Growth hormone secretagogues modulate the electrical and contractile properties of rat skeletal muscle through a ghrelin-specific receptor.

Br J Pharmacol 2003 Jun;139(3):575-84

Unit of Pharmacology, Department of Pharmacobiology, Faculty of Pharmacy, University of Bari, Italy.

(1) Growth hormone secretagogues (GHS) exhibit potent growth hormone (GH)-releasing activity through the activation of a pituitary receptor. Here, we consider the possibility that GHS can target a specific receptor in rat skeletal muscle and have a role in the control of muscle function. (2) By means of the intracellular microelectrode technique, we found that in vitro application of hexarelin and L-163,255 dose dependently reduced resting chloride (gCl) and potassium (gK) conductances in rat skeletal muscle. These effects were prevented by the GHS-receptor antagonist [D-Lys-3]-GHRP-6, and by either phospholipase C or protein kinase C (PKC) inhibitors. Ghrelin, a natural ligand of GHS receptors, also induced a reduction of muscle gCl and gK, which was antagonised by [D-Lys-3]-GHRP-6. (3) Both GHS shifted the mechanical threshold for the contraction of muscle fibres towards more negative voltages.

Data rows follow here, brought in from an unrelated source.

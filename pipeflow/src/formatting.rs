//! Rendering of failures into error messages.

use base64::{engine::general_purpose::STANDARD, Engine};
use chrono::{DateTime, SecondsFormat, Utc};
use std::fmt;

use crate::core::{Message, MessageData};
use crate::errors::PipeRunError;

/// Turns a failure into a message that can be routed like any other result.
pub trait ErrorMessageFormatter: Send + Sync + fmt::Debug {
    /// Formats an error message.
    ///
    /// * `location` - The pipe or pipeline that failed
    /// * `cause` - The failure
    /// * `input` - The message being processed when the failure occurred
    /// * `message_id` - The id of the message
    /// * `received` - When the message was received
    fn format(
        &self,
        location: &str,
        cause: &PipeRunError,
        input: Option<&Message>,
        message_id: Option<&str>,
        received: Option<DateTime<Utc>>,
    ) -> Message;
}

/// Renders error messages as JSON documents.
///
/// ```json
/// {"errorMessage": {"timestamp": "...", "originator": "pipeflow", "message": "...",
///   "location": "...", "kind": "...", "originalMessage": {"messageId": "...",
///   "receivedTime": "...", "message": "..."}}}
/// ```
#[derive(Debug, Clone)]
pub struct JsonErrorMessageFormatter {
    originator: String,
}

impl Default for JsonErrorMessageFormatter {
    fn default() -> Self {
        Self {
            originator: "pipeflow".to_string(),
        }
    }
}

impl JsonErrorMessageFormatter {
    /// Creates a formatter with a custom originator.
    #[must_use]
    pub fn new(originator: impl Into<String>) -> Self {
        Self {
            originator: originator.into(),
        }
    }
}

impl ErrorMessageFormatter for JsonErrorMessageFormatter {
    fn format(
        &self,
        location: &str,
        cause: &PipeRunError,
        input: Option<&Message>,
        message_id: Option<&str>,
        received: Option<DateTime<Utc>>,
    ) -> Message {
        let document = serde_json::json!({
            "errorMessage": {
                "timestamp": Utc::now().to_rfc3339_opts(SecondsFormat::Millis, true),
                "originator": self.originator,
                "message": cause.to_string(),
                "location": location,
                "kind": cause.kind(),
                "originalMessage": {
                    "messageId": message_id,
                    "receivedTime": received.map(|ts| ts.to_rfc3339_opts(SecondsFormat::Millis, true)),
                    "message": input.and_then(original_text),
                },
            }
        });
        Message::text(document.to_string())
    }
}

/// Binary input is rendered as base64 so the document stays valid text.
fn original_text(input: &Message) -> Option<String> {
    match input.data() {
        MessageData::Binary(bytes) => Some(STANDARD.encode(bytes)),
        _ => input.as_string(),
    }
}
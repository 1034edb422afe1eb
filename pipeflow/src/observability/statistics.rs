//! Duration, wait-time and size distributions.
//!
//! Decorators record measurements keyed by owner (the pipeline name, or
//! `pipeline/pipe` for a pipe) and meter. The engine only records; how the
//! numbers are exported is up to the sink.

use dashmap::DashMap;
use serde::{Deserialize, Serialize};
use std::fmt;

/// What a recorded value measures.
#[derive(Debug, Clone, Copy, PartialEq, Eq, Hash, Serialize, Deserialize)]
#[serde(rename_all = "snake_case")]
pub enum MeterType {
    /// Time spent running a pipe, in milliseconds.
    PipeDuration,
    /// Time spent waiting for a pipe's concurrency limit, in milliseconds.
    PipeWaitTime,
    /// Size of the message entering a pipe, in bytes.
    PipeSizeIn,
    /// Size of the message leaving a pipe, in bytes.
    PipeSizeOut,
    /// Time spent processing a whole message, in milliseconds.
    PipelineDuration,
    /// Time spent waiting for the pipeline's concurrency limit, in milliseconds.
    PipelineWaitTime,
    /// Size of the message entering the pipeline, in bytes.
    PipelineRequestSize,
}

impl fmt::Display for MeterType {
    fn fmt(&self, f: &mut fmt::Formatter<'_>) -> fmt::Result {
        let name = match self {
            Self::PipeDuration => "pipe.duration",
            Self::PipeWaitTime => "pipe.wait_time",
            Self::PipeSizeIn => "pipe.size_in",
            Self::PipeSizeOut => "pipe.size_out",
            Self::PipelineDuration => "pipeline.duration",
            Self::PipelineWaitTime => "pipeline.wait_time",
            Self::PipelineRequestSize => "pipeline.request_size",
        };
        f.write_str(name)
    }
}

/// Receiver of measurements.
pub trait StatisticsSink: Send + Sync + fmt::Debug {
    /// Records one observation.
    fn record(&self, owner: &str, meter: MeterType, value: f64);
}

/// A sink that discards every measurement.
#[derive(Debug, Clone, Copy, Default)]
pub struct NoOpStatistics;

impl StatisticsSink for NoOpStatistics {
    fn record(&self, _owner: &str, _meter: MeterType, _value: f64) {}
}

/// Count, sum, minimum and maximum of a series of observations.
#[derive(Debug, Clone, Copy, PartialEq, Serialize, Deserialize)]
pub struct DistributionSummary {
    /// Number of observations.
    pub count: u64,
    /// Sum of all observations.
    pub sum: f64,
    /// Smallest observation.
    pub min: f64,
    /// Largest observation.
    pub max: f64,
}

impl DistributionSummary {
    fn first(value: f64) -> Self {
        Self {
            count: 1,
            sum: value,
            min: value,
            max: value,
        }
    }

    fn observe(&mut self, value: f64) {
        self.count += 1;
        self.sum += value;
        self.min = self.min.min(value);
        self.max = self.max.max(value);
    }

    /// Returns the mean observation.
    #[must_use]
    #[allow(clippy::cast_precision_loss)]
    pub fn mean(&self) -> f64 {
        if self.count == 0 {
            0.0
        } else {
            self.sum / self.count as f64
        }
    }
}

/// Keeps a [`DistributionSummary`] per owner and meter.
#[derive(Debug, Default)]
pub struct InMemoryStatistics {
    summaries: DashMap<(String, MeterType), DistributionSummary>,
}

impl InMemoryStatistics {
    /// Creates an empty registry.
    #[must_use]
    pub fn new() -> Self {
        Self::default()
    }

    /// Returns the summary for an owner and meter.
    #[must_use]
    pub fn summary(&self, owner: &str, meter: MeterType) -> Option<DistributionSummary> {
        self.summaries
            .get(&(owner.to_string(), meter))
            .map(|entry| *entry.value())
    }

    /// Returns the number of observations for an owner and meter.
    #[must_use]
    pub fn count(&self, owner: &str, meter: MeterType) -> u64 {
        self.summary(owner, meter).map_or(0, |s| s.count)
    }

    /// Returns a snapshot of all summaries.
    #[must_use]
    pub fn snapshot(&self) -> Vec<(String, MeterType, DistributionSummary)> {
        self.summaries
            .iter()
            .map(|entry| {
                let (owner, meter) = entry.key();
                (owner.clone(), *meter, *entry.value())
            })
            .collect()
    }

    /// Discards all summaries.
    pub fn reset(&self) {
        self.summaries.clear();
    }
}

impl StatisticsSink for InMemoryStatistics {
    fn record(&self, owner: &str, meter: MeterType, value: f64) {
        self.summaries
            .entry((owner.to_string(), meter))
            .and_modify(|summary| summary.observe(value))
            .or_insert_with(|| DistributionSummary::first(value));
    }
}
//! Result caching for pipelines.

use async_trait::async_trait;
use dashmap::DashMap;
use regex::Regex;
use sha2::{Digest, Sha256};
use std::fmt;
use std::time::{Duration, Instant};

use crate::core::{ExitState, Message, PipeLineSession};
use crate::errors::{CacheError, ConfigurationError};

/// A cached pipeline outcome.
#[derive(Debug, Clone, PartialEq)]
pub struct CacheEntry {
    /// The cached result message.
    pub value: Message,
    /// The exit state of the run that produced it.
    pub state: ExitState,
    /// The exit code of the run that produced it.
    pub exit_code: i32,
}

impl CacheEntry {
    /// Creates an entry.
    #[must_use]
    pub fn new(value: Message, state: ExitState, exit_code: i32) -> Self {
        Self {
            value,
            state,
            exit_code,
        }
    }
}

/// A result cache.
#[async_trait]
pub trait Cache: Send + Sync + fmt::Debug {
    /// Returns the configured cache name.
    fn name(&self) -> &str;

    /// Derives the cache key from the input. `None` disables caching for this message.
    fn transform_key(&self, input: &Message, session: &PipeLineSession) -> Option<String>;

    /// Derives the value to store from the result. `None` skips storing.
    fn transform_value(&self, value: &Message, _session: &PipeLineSession) -> Option<Message> {
        Some(value.clone())
    }

    /// Looks up a key.
    async fn get(&self, key: &str) -> Result<Option<CacheEntry>, CacheError>;

    /// Stores an entry, replacing any previous one.
    async fn put(&self, key: &str, entry: CacheEntry) -> Result<(), CacheError>;
}

/// How the cache key is derived from a message.
#[derive(Debug, Clone, Default)]
enum KeySource {
    #[default]
    Input,
    SessionKey(String),
    Pattern(Regex),
}

/// Cache held in process memory.
#[derive(Debug)]
pub struct InMemoryCache {
    name: String,
    entries: DashMap<String, (CacheEntry, Instant)>,
    key_source: KeySource,
    hash_keys: bool,
    cache_empty_keys: bool,
    time_to_live: Option<Duration>,
    max_entries: Option<usize>,
}

impl InMemoryCache {
    /// Creates a cache keyed by the complete input message.
    #[must_use]
    pub fn new(name: impl Into<String>) -> Self {
        Self {
            name: name.into(),
            entries: DashMap::new(),
            key_source: KeySource::Input,
            hash_keys: false,
            cache_empty_keys: false,
            time_to_live: None,
            max_entries: None,
        }
    }

    /// Takes the key from a session value instead of the input.
    #[must_use]
    pub fn with_key_from_session(mut self, key: impl Into<String>) -> Self {
        self.key_source = KeySource::SessionKey(key.into());
        self
    }

    /// Takes the key from a regex match on the input; the first capture group is
    /// used if the pattern has one.
    ///
    /// # Errors
    ///
    /// Returns an error if the pattern does not compile.
    pub fn with_key_pattern(mut self, pattern: &str) -> Result<Self, ConfigurationError> {
        let regex = Regex::new(pattern).map_err(|e| {
            ConfigurationError::new(format!("invalid key pattern [{pattern}]: {e}"))
                .with_component(format!("cache [{}]", self.name))
        })?;
        self.key_source = KeySource::Pattern(regex);
        Ok(self)
    }

    /// Stores keys as SHA-256 digests.
    #[must_use]
    pub fn with_hashed_keys(mut self, hash: bool) -> Self {
        self.hash_keys = hash;
        self
    }

    /// Uses the empty string as a key instead of disabling caching.
    #[must_use]
    pub fn with_cache_empty_keys(mut self, cache: bool) -> Self {
        self.cache_empty_keys = cache;
        self
    }

    /// Expires entries after `ttl`.
    #[must_use]
    pub fn with_time_to_live(mut self, ttl: Duration) -> Self {
        self.time_to_live = Some(ttl);
        self
    }

    /// Limits the number of entries; the oldest entry is evicted first.
    #[must_use]
    pub fn with_max_entries(mut self, max: usize) -> Self {
        self.max_entries = Some(max);
        self
    }

    /// Returns the number of stored entries, including expired ones not yet evicted.
    #[must_use]
    pub fn len(&self) -> usize {
        self.entries.len()
    }

    /// Returns true if the cache is empty.
    #[must_use]
    pub fn is_empty(&self) -> bool {
        self.entries.is_empty()
    }

    /// Removes all entries.
    pub fn clear(&self) {
        self.entries.clear();
    }

    fn is_expired(&self, stored_at: Instant) -> bool {
        self.time_to_live
            .is_some_and(|ttl| stored_at.elapsed() >= ttl)
    }

    fn evict_oldest(&self) {
        let oldest = self
            .entries
            .iter()
            .min_by_key(|entry| entry.value().1)
            .map(|entry| entry.key().clone());
        if let Some(key) = oldest {
            self.entries.remove(&key);
        }
    }
}

#[async_trait]
impl Cache for InMemoryCache {
    fn name(&self) -> &str {
        &self.name
    }

    fn transform_key(&self, input: &Message, session: &PipeLineSession) -> Option<String> {
        let raw = match &self.key_source {
            KeySource::Input => input.as_string(),
            KeySource::SessionKey(key) => session.get_string(key),
            KeySource::Pattern(regex) => input.as_text().and_then(|text| {
                regex.captures(&text).map(|caps| {
                    caps.get(1)
                        .or_else(|| caps.get(0))
                        .map_or_else(String::new, |m| m.as_str().to_string())
                })
            }),
        };

        let key = match raw {
            Some(key) if !key.is_empty() => key,
            _ if self.cache_empty_keys => String::new(),
            _ => return None,
        };

        if self.hash_keys {
            Some(hex::encode(Sha256::digest(key.as_bytes())))
        } else {
            Some(key)
        }
    }

    async fn get(&self, key: &str) -> Result<Option<CacheEntry>, CacheError> {
        let Some(entry) = self.entries.get(key) else {
            return Ok(None);
        };
        let (value, stored_at) = entry.value().clone();
        drop(entry);

        if self.is_expired(stored_at) {
            self.entries.remove(key);
            return Ok(None);
        }
        Ok(Some(value))
    }

    async fn put(&self, key: &str, entry: CacheEntry) -> Result<(), CacheError> {
        if let Some(max) = self.max_entries {
            if max == 0 {
                return Ok(());
            }
            while self.entries.len() >= max && !self.entries.contains_key(key) {
                self.evict_oldest();
            }
        }
        self.entries.insert(key.to_string(), (entry, Instant::now()));
        Ok(())
    }
}

#[cfg(test)]
mod tests {
    use super::*;

    fn entry(text: &str) -> CacheEntry {
        CacheEntry::new(Message::text(text), ExitState::Success, 0)
    }

    #[tokio::test]
    async fn test_put_and_get() {
        let cache = InMemoryCache::new("c");
        cache.put("k", entry("v")).await.unwrap();

        assert_eq!(cache.get("k").await.unwrap(), Some(entry("v")));
        assert_eq!(cache.get("missing").await.unwrap(), None);
    }

    #[test]
    fn test_key_from_input() {
        let cache = InMemoryCache::new("c");
        let session = PipeLineSession::new();

        assert_eq!(cache.transform_key(&Message::text("abc"), &session), Some("abc".to_string()));
        assert_eq!(cache.transform_key(&Message::text(""), &session), None);
        assert_eq!(cache.transform_key(&Message::null(), &session), None);
    }

    #[test]
    fn test_empty_keys_can_be_cached() {
        let cache = InMemoryCache::new("c").with_cache_empty_keys(true);
        let session = PipeLineSession::new();
        assert_eq!(cache.transform_key(&Message::null(), &session), Some(String::new()));
    }

    #[test]
    fn test_key_from_session() {
        let cache = InMemoryCache::new("c").with_key_from_session("customer");
        let mut session = PipeLineSession::new();
        assert_eq!(cache.transform_key(&Message::text("x"), &session), None);

        session.insert("customer", "42");
        assert_eq!(cache.transform_key(&Message::text("x"), &session), Some("42".to_string()));
    }

    #[test]
    fn test_key_from_pattern() {
        let cache = InMemoryCache::new("c").with_key_pattern(r"<id>(\d+)</id>").unwrap();
        let session = PipeLineSession::new();

        assert_eq!(
            cache.transform_key(&Message::text("<req><id>7</id></req>"), &session),
            Some("7".to_string())
        );
        assert_eq!(cache.transform_key(&Message::text("<req/>"), &session), None);
        assert!(InMemoryCache::new("c").with_key_pattern("(").is_err());
    }

    #[test]
    fn test_hashed_keys() {
        let cache = InMemoryCache::new("c").with_hashed_keys(true);
        let session = PipeLineSession::new();
        let key = cache.transform_key(&Message::text("abc"), &session).unwrap();

        assert_eq!(key, "ba7816bf8f01cfea414140de5dae2223b00361a396177a9cb410ff61f20015ad");
    }

    #[tokio::test]
    async fn test_expired_entries_are_misses() {
        let cache = InMemoryCache::new("c").with_time_to_live(Duration::from_millis(10));
        cache.put("k", entry("v")).await.unwrap();
        tokio::time::sleep(Duration::from_millis(25)).await;

        assert_eq!(cache.get("k").await.unwrap(), None);
        assert!(cache.is_empty());
    }

    #[tokio::test]
    async fn test_max_entries_evicts_oldest() {
        let cache = InMemoryCache::new("c").with_max_entries(2);
        cache.put("a", entry("1")).await.unwrap();
        tokio::time::sleep(Duration::from_millis(2)).await;
        cache.put("b", entry("2")).await.unwrap();
        tokio::time::sleep(Duration::from_millis(2)).await;
        cache.put("c", entry("3")).await.unwrap();

        assert_eq!(cache.len(), 2);
        assert_eq!(cache.get("a").await.unwrap(), None);
        assert!(cache.get("c").await.unwrap().is_some());
    }
}
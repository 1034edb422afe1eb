use async_trait::async_trait;
use std::sync::Arc;
use tracing::{debug, warn};

use crate::core::{Message, PipeLineResult, PipeLineSession};
use crate::errors::PipeRunError;
use crate::pipeline::PipeLine;
use crate::processors::PipeLineProcessor;
use crate::resources::CacheEntry;
use crate::services::EngineServices;

/// Serves results from the pipeline's cache.
///
/// On a hit the walk is skipped. On a miss the walk runs and its transformed
/// result is stored together with the exit state and code. Concurrent misses
/// for the same key may both run the walk. Cache failures are logged and
/// treated as misses.
pub struct CachePipeLineProcessor {
    next: Box<dyn PipeLineProcessor>,
}

impl CachePipeLineProcessor {
    /// Wraps `next`.
    #[must_use]
    pub fn new(next: Box<dyn PipeLineProcessor>) -> Self {
        Self { next }
    }

    /// Chain layer constructor.
    #[must_use]
    pub fn layer(
        next: Box<dyn PipeLineProcessor>,
        _services: &Arc<EngineServices>,
    ) -> Box<dyn PipeLineProcessor> {
        Box::new(Self::new(next))
    }
}

#[async_trait]
impl PipeLineProcessor for CachePipeLineProcessor {
    async fn process_pipeline(
        &self,
        pipeline: &PipeLine,
        message_id: &str,
        message: Message,
        session: &mut PipeLineSession,
    ) -> Result<PipeLineResult, PipeRunError> {
        let Some(cache) = pipeline.cache() else {
            return self.next.process_pipeline(pipeline, message_id, message, session).await;
        };
        let Some(key) = cache.transform_key(&message, session) else {
            debug!(cache = %cache.name(), "no cache key, bypassing cache");
            return self.next.process_pipeline(pipeline, message_id, message, session).await;
        };

        match cache.get(&key).await {
            Ok(Some(entry)) => {
                debug!(cache = %cache.name(), key = %key, "cache hit");
                return Ok(PipeLineResult::new(entry.value, entry.state, entry.exit_code));
            }
            Ok(None) => debug!(cache = %cache.name(), key = %key, "cache miss"),
            Err(err) => warn!(cache = %cache.name(), error = %err, "cache lookup failed"),
        }

        let result = self
            .next
            .process_pipeline(pipeline, message_id, message, session)
            .await?;

        if let Some(value) = cache.transform_value(result.result(), session) {
            let entry = CacheEntry::new(value, result.state(), result.exit_code());
            if let Err(err) = cache.put(&key, entry).await {
                warn!(cache = %cache.name(), error = %err, "could not store result in cache");
            }
        }
        Ok(result)
    }
}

Accordingly, by means of FURA-2 fluorescent measurements, we demonstrated that L-163,255 induced a resting [Ca(2+)](i) increase, which was reversible and not blocked by nifedipine or removal of external Ca(2+). (4) Ageing is a condition characterised by a deficit of GH secretion, which in turn modifies the electrical and contractile properties of skeletal muscle. In contrast to GH, chronic treatment of aged rats with hexarelin or L-163,255 failed to restore the electrical and contractile muscle properties. Moreover, the two GHS applied in vitro were able to antagonise the beneficial effect on gCl and gK obtained through chronic treatment of aged animals with GH. (5) Thus, skeletal muscle expresses a specific GHS receptor able to decrease gCl and gK through a PKC-mediated intracellular pathway. This peripheral action may account for the lack of restoration of skeletal muscle function in long-term GHS-treated aged animals.